| INSTRUCTIONS FOR THE TASK |
Reply only with how many lines below contain "info".

| MATERIALS PROVIDED |
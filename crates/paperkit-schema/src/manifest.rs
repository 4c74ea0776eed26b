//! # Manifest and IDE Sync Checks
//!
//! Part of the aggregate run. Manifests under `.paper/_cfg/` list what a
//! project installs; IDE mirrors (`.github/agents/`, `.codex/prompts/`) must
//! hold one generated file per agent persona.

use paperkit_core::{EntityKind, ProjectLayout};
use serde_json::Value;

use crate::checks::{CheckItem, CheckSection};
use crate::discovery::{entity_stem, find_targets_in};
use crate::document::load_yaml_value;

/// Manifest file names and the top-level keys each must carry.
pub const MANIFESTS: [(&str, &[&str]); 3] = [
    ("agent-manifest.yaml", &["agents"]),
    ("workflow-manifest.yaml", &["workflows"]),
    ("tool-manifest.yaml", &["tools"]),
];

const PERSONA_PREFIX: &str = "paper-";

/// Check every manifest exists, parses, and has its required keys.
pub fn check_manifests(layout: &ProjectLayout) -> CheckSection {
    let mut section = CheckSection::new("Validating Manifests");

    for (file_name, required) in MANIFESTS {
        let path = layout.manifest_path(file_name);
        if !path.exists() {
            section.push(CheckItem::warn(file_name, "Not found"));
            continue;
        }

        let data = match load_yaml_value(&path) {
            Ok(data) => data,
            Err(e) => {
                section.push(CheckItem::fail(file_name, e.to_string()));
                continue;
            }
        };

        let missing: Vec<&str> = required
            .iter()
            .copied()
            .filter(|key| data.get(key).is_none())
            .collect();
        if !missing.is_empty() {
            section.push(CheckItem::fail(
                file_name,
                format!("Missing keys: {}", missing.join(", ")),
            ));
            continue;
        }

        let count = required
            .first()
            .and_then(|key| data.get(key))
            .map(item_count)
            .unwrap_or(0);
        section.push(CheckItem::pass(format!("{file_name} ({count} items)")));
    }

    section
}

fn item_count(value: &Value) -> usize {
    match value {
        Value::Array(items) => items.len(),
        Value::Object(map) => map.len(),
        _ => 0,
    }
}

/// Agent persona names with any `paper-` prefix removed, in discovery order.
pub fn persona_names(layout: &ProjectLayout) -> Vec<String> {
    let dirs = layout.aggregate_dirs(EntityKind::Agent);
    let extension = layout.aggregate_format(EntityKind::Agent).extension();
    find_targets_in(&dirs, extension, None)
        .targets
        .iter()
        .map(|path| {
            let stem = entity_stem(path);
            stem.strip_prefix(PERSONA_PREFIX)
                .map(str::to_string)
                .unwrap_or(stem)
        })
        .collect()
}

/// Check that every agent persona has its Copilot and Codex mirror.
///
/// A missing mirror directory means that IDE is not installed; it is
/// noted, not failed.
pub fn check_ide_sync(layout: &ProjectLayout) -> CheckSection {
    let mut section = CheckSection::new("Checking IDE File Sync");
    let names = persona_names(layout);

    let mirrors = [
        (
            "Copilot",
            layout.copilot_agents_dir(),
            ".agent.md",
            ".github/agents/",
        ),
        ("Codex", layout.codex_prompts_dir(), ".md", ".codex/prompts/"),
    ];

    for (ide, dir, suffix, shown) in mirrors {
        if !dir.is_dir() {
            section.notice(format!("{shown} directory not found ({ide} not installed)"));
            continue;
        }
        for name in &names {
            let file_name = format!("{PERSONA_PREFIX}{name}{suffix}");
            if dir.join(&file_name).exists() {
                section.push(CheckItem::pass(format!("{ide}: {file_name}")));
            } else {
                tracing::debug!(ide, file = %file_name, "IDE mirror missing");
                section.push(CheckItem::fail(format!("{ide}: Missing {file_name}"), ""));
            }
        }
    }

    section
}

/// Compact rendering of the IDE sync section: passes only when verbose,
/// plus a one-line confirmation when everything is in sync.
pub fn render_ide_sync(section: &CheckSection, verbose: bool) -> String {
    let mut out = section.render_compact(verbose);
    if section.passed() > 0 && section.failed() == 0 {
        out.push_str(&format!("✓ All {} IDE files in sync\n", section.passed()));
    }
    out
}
...
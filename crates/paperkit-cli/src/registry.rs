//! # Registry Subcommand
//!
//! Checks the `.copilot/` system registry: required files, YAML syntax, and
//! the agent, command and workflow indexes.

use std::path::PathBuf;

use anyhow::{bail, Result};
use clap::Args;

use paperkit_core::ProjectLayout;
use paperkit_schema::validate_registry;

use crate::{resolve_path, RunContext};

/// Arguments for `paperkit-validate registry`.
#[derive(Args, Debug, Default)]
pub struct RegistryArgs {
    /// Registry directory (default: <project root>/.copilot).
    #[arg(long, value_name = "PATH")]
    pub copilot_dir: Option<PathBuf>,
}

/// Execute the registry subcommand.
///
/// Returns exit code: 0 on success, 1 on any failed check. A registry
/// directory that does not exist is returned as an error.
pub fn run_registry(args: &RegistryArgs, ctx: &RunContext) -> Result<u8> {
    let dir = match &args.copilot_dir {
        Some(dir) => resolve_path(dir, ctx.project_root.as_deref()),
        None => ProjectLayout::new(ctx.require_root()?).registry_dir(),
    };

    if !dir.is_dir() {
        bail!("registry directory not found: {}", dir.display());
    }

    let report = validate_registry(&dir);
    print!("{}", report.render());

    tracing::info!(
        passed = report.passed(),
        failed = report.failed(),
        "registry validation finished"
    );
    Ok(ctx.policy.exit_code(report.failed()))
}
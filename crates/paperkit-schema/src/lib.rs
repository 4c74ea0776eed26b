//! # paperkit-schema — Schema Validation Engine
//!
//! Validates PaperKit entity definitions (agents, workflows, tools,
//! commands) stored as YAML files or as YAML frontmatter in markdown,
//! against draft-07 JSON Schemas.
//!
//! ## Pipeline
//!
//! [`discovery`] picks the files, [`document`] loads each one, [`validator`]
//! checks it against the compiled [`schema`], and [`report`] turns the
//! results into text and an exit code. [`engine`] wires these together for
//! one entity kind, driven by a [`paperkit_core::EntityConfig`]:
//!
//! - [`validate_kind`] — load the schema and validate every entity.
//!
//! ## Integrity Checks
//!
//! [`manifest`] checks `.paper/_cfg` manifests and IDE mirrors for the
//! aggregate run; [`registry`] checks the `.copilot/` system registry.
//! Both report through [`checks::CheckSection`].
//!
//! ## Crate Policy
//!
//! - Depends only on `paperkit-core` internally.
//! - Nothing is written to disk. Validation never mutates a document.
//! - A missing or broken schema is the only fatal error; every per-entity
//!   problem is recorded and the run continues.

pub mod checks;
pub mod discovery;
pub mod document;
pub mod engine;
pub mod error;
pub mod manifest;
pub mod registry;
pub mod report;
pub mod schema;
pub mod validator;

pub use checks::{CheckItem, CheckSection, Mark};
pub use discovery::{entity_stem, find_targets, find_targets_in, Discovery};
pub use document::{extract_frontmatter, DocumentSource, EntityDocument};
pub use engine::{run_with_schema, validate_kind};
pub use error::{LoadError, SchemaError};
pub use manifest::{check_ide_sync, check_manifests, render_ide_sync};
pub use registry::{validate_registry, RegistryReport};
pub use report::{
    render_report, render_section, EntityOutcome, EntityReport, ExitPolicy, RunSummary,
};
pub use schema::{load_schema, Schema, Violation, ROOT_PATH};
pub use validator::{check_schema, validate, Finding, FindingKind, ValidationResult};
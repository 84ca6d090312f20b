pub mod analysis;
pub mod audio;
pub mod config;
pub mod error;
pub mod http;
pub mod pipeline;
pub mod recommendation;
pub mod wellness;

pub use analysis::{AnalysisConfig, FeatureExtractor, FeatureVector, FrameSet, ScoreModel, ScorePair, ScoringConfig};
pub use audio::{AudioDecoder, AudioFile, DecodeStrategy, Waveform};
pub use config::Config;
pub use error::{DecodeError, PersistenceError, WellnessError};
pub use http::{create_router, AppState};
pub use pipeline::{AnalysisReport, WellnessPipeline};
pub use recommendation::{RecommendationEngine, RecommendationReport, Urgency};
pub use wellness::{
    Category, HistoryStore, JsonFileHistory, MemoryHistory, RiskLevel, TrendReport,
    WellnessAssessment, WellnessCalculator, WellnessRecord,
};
* * *
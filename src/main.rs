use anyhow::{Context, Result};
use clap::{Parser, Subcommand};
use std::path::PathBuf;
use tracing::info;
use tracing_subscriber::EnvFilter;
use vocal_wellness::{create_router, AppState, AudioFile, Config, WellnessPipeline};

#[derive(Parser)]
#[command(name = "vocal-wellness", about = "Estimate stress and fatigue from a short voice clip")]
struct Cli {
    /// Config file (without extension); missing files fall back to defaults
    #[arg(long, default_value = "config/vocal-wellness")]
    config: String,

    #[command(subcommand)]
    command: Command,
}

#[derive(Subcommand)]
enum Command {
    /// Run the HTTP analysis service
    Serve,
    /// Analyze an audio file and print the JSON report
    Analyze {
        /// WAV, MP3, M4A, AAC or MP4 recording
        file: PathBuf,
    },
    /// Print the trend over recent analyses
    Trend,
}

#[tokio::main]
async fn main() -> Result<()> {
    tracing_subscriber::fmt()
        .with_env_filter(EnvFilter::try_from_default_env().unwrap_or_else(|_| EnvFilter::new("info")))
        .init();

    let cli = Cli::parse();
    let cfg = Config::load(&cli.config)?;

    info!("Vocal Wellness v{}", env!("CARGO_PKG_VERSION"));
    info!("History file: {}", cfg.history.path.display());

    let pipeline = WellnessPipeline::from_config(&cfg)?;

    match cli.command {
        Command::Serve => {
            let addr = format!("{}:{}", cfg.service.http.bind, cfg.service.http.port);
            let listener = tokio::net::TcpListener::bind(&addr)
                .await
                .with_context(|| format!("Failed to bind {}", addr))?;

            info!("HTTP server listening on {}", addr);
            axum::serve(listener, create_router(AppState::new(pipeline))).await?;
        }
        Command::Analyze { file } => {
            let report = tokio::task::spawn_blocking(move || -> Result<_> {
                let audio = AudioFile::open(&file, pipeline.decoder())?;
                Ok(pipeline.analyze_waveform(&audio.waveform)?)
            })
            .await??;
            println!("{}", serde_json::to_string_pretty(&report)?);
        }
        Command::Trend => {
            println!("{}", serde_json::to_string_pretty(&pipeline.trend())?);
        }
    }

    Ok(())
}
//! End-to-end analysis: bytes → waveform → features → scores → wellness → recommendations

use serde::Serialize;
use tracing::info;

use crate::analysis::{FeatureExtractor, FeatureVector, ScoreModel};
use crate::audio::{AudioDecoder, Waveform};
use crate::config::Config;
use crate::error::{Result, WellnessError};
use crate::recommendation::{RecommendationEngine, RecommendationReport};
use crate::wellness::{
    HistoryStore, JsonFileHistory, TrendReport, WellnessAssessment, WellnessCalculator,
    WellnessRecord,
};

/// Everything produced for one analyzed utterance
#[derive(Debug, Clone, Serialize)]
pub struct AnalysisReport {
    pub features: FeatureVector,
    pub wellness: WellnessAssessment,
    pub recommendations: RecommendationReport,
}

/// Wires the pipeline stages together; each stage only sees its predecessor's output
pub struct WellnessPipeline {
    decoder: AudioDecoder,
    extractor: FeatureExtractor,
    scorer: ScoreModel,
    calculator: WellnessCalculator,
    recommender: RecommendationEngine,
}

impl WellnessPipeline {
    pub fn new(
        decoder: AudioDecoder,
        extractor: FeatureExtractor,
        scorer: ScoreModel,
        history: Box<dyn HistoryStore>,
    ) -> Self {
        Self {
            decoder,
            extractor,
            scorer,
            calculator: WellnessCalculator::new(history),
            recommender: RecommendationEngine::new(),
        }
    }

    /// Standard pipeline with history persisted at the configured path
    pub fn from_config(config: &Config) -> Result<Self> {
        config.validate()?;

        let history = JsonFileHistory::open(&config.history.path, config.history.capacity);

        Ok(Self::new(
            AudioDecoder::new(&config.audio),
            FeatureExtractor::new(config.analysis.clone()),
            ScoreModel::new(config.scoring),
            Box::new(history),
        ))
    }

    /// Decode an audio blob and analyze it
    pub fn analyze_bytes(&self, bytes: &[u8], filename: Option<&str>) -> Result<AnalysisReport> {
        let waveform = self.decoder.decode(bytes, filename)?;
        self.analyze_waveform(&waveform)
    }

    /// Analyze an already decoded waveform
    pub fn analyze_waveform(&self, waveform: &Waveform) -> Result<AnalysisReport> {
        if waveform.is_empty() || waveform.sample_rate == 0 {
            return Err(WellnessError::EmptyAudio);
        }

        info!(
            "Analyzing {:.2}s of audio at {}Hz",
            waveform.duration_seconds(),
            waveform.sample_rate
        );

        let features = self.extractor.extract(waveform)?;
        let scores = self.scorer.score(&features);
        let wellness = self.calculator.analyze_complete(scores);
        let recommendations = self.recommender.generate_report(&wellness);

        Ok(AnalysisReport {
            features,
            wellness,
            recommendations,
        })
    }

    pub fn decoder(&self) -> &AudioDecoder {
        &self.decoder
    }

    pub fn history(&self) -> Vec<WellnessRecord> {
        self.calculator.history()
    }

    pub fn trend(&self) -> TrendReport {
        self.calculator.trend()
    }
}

| ANSWER TO THIS EXERCISE |
8